Dataset entries:
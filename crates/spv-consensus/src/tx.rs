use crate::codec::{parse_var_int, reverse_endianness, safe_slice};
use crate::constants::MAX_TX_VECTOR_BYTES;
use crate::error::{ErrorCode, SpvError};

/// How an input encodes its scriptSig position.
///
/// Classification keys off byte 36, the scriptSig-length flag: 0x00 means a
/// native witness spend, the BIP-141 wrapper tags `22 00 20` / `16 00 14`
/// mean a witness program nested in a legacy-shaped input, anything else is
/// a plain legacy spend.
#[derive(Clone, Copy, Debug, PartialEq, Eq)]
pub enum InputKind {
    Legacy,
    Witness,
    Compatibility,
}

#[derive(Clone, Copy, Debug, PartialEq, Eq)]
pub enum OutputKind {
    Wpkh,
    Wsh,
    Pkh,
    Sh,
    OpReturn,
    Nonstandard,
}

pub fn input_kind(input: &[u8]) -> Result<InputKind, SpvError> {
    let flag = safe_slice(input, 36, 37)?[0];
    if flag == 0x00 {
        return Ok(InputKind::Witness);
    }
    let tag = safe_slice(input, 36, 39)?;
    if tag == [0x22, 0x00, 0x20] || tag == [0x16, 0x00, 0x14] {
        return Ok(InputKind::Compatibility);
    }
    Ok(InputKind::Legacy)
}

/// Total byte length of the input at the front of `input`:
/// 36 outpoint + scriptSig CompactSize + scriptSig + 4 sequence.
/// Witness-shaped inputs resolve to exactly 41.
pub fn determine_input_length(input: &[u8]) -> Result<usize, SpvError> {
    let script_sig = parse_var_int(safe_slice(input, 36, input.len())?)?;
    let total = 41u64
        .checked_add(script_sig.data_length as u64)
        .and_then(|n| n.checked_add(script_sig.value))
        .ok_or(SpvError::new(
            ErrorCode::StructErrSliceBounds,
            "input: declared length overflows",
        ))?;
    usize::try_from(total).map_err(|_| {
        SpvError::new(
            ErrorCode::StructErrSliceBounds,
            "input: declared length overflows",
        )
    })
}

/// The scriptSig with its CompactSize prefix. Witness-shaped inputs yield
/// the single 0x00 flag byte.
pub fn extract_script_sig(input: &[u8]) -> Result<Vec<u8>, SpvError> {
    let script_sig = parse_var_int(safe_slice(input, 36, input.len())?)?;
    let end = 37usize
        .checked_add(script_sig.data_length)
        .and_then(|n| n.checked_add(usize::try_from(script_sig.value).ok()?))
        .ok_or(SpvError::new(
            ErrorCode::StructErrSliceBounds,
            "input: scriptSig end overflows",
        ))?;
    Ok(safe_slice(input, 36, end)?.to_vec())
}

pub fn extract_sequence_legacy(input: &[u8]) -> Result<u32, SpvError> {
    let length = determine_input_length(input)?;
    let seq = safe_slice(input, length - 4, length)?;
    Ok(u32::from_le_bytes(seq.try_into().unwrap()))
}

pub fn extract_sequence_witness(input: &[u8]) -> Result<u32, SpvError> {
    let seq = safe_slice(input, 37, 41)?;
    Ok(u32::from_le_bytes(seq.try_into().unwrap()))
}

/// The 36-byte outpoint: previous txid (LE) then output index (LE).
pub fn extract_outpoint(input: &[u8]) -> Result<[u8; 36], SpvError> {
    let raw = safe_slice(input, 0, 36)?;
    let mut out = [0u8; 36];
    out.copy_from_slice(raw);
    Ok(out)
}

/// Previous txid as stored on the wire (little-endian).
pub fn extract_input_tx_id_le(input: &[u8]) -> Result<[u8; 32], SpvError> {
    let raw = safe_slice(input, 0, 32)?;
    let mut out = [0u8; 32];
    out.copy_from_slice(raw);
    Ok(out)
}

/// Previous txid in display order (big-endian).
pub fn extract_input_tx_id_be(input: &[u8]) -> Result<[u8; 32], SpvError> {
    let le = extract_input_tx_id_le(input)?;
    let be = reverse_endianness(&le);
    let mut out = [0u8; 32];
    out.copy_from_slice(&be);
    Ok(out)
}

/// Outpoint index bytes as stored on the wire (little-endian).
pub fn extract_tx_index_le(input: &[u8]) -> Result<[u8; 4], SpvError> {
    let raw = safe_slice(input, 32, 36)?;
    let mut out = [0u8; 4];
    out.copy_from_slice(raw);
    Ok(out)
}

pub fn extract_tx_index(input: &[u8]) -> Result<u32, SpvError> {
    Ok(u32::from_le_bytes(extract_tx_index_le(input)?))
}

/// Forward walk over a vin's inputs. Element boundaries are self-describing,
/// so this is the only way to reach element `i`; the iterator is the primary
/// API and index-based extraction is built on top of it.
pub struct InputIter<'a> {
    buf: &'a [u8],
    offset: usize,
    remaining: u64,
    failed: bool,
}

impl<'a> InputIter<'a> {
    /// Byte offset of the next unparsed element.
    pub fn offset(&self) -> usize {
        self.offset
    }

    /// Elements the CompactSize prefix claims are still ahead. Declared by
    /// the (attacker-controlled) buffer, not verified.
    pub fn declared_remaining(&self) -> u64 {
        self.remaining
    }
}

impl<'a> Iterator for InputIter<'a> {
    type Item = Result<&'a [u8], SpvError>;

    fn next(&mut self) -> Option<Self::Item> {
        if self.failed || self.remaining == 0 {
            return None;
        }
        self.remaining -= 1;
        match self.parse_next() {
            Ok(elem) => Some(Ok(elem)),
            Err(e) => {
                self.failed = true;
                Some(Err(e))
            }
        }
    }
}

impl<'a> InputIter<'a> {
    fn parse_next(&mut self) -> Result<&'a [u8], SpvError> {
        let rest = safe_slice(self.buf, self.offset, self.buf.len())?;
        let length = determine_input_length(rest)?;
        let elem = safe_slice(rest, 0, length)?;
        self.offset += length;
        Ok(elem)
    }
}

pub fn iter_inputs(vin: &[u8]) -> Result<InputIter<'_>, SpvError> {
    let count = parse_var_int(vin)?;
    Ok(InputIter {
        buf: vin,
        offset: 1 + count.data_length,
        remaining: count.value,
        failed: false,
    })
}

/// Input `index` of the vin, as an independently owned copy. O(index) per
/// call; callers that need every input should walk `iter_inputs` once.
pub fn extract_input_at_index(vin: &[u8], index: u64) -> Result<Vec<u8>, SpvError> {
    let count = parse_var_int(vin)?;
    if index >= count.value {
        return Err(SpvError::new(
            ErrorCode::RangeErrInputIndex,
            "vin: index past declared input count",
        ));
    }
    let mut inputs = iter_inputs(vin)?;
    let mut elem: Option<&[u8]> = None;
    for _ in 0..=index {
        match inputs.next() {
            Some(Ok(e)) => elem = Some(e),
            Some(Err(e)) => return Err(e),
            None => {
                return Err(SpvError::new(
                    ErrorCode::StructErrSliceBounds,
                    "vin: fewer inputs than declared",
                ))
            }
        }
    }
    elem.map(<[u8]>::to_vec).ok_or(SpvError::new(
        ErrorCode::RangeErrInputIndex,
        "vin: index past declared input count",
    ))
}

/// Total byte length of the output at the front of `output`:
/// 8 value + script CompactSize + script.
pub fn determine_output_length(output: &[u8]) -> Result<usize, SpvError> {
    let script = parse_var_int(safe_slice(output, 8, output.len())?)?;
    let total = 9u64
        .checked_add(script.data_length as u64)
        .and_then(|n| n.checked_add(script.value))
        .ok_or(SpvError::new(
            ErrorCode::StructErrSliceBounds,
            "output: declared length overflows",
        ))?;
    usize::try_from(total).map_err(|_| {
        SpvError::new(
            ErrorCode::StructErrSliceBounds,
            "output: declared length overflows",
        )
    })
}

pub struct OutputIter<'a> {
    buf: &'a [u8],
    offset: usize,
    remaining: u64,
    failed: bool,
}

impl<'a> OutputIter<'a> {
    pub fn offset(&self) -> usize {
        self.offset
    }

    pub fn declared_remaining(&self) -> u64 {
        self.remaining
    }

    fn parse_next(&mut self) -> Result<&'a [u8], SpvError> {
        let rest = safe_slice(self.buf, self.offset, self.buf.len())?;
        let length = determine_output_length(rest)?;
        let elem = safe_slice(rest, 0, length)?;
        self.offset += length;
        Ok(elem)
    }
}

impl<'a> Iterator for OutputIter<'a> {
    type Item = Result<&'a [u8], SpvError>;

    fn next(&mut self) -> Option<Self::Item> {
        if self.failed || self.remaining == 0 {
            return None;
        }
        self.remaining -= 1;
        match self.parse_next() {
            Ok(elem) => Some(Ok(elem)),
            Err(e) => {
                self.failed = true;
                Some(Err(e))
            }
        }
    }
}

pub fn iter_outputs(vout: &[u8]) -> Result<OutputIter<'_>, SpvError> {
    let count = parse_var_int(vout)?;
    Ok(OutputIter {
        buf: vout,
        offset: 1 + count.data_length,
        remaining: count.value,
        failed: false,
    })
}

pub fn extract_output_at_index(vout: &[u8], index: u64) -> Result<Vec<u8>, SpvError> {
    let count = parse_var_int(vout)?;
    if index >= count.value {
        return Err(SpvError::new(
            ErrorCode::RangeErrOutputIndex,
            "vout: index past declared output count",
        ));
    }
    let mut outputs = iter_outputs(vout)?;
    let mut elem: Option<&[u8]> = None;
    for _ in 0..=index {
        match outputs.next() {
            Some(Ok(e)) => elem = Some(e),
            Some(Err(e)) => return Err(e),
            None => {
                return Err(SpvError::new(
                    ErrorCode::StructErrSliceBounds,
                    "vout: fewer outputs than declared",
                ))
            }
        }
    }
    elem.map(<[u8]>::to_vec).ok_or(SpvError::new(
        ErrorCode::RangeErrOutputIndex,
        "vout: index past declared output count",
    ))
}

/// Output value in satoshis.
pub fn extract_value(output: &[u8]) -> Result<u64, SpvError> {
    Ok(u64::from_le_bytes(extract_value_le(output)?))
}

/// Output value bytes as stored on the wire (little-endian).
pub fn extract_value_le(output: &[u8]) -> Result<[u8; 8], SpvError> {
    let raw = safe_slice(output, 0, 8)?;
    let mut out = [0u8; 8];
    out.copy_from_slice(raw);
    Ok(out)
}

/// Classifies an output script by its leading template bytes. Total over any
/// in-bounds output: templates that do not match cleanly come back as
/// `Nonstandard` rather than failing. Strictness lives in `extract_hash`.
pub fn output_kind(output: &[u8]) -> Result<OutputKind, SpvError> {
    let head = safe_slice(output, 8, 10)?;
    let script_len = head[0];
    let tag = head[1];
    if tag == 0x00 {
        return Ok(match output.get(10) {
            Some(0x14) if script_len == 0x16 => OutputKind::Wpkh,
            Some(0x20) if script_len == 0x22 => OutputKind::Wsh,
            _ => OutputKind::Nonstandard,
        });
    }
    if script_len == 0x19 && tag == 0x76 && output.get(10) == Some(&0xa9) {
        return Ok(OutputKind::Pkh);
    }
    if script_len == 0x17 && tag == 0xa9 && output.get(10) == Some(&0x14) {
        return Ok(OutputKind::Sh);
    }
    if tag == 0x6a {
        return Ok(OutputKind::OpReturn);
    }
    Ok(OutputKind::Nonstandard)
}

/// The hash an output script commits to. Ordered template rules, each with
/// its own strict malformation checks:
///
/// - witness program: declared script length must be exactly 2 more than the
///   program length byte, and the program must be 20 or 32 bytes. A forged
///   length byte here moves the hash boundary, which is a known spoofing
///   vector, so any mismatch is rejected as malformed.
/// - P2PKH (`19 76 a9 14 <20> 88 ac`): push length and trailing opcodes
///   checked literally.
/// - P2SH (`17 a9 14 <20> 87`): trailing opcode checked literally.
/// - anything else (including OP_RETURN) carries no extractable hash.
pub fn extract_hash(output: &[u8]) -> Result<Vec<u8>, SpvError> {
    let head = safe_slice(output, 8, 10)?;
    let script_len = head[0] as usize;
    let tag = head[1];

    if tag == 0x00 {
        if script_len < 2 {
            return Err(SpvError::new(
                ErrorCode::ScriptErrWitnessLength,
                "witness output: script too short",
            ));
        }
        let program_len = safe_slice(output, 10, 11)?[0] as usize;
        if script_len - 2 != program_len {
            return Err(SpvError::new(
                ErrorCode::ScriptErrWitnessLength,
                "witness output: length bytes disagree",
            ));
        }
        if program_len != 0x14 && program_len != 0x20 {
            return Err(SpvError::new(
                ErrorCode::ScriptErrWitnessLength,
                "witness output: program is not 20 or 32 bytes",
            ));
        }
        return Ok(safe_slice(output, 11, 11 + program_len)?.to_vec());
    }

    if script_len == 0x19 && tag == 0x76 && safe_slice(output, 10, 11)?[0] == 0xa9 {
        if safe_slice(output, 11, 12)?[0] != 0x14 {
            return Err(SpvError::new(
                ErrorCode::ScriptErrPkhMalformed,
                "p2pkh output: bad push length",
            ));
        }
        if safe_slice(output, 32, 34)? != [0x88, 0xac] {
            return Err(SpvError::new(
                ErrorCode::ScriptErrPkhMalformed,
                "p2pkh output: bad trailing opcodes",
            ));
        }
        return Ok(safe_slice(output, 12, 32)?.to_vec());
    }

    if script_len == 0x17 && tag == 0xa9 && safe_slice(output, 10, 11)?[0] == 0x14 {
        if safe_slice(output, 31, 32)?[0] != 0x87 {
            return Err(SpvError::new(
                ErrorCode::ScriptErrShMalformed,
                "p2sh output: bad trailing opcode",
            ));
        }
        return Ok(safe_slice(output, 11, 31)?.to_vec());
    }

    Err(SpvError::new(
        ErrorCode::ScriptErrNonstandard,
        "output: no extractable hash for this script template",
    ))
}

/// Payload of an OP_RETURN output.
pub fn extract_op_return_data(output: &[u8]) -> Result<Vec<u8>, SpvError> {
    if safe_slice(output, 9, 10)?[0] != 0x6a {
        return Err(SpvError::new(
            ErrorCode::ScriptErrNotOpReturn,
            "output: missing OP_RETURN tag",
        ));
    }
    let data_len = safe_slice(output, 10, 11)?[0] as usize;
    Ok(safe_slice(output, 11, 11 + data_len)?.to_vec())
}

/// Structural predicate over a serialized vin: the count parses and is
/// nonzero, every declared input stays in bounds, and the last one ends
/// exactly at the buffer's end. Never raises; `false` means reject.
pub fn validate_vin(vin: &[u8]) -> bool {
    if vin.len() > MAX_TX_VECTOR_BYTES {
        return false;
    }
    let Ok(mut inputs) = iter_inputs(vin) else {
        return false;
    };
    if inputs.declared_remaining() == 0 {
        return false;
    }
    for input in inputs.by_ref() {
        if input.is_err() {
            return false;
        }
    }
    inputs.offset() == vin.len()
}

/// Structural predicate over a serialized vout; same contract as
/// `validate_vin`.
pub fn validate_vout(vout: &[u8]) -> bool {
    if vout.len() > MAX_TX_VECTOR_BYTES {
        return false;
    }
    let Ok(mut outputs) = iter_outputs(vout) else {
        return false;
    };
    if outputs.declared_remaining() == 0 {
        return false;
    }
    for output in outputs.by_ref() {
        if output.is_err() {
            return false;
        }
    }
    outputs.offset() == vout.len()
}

Your task |
Take the records above and return, word for word, only the lines that fall from the line with "Ok(u32::from_le_bytes(extract_tx_index_le(input)?))" to the line with "impl<'a> Iterator for InputIter<'a>", both of them included.

Reply |
    Ok(u32::from_le_bytes(extract_tx_index_le(input)?))
}

/// Forward walk over a vin's inputs. Element boundaries are self-describing,
/// so this is the only way to reach element `i`; the iterator is the primary
/// API and index-based extraction is built on top of it.
pub struct InputIter<'a> {
    buf: &'a [u8],
    offset: usize,
    remaining: u64,
    failed: bool,
}

impl<'a> InputIter<'a> {
    /// Byte offset of the next unparsed element.
    pub fn offset(&self) -> usize {
        self.offset
    }

    /// Elements the CompactSize prefix claims are still ahead. Declared by
    /// the (attacker-controlled) buffer, not verified.
    pub fn declared_remaining(&self) -> u64 {
        self.remaining
    }
}

impl<'a> Iterator for InputIter<'a> {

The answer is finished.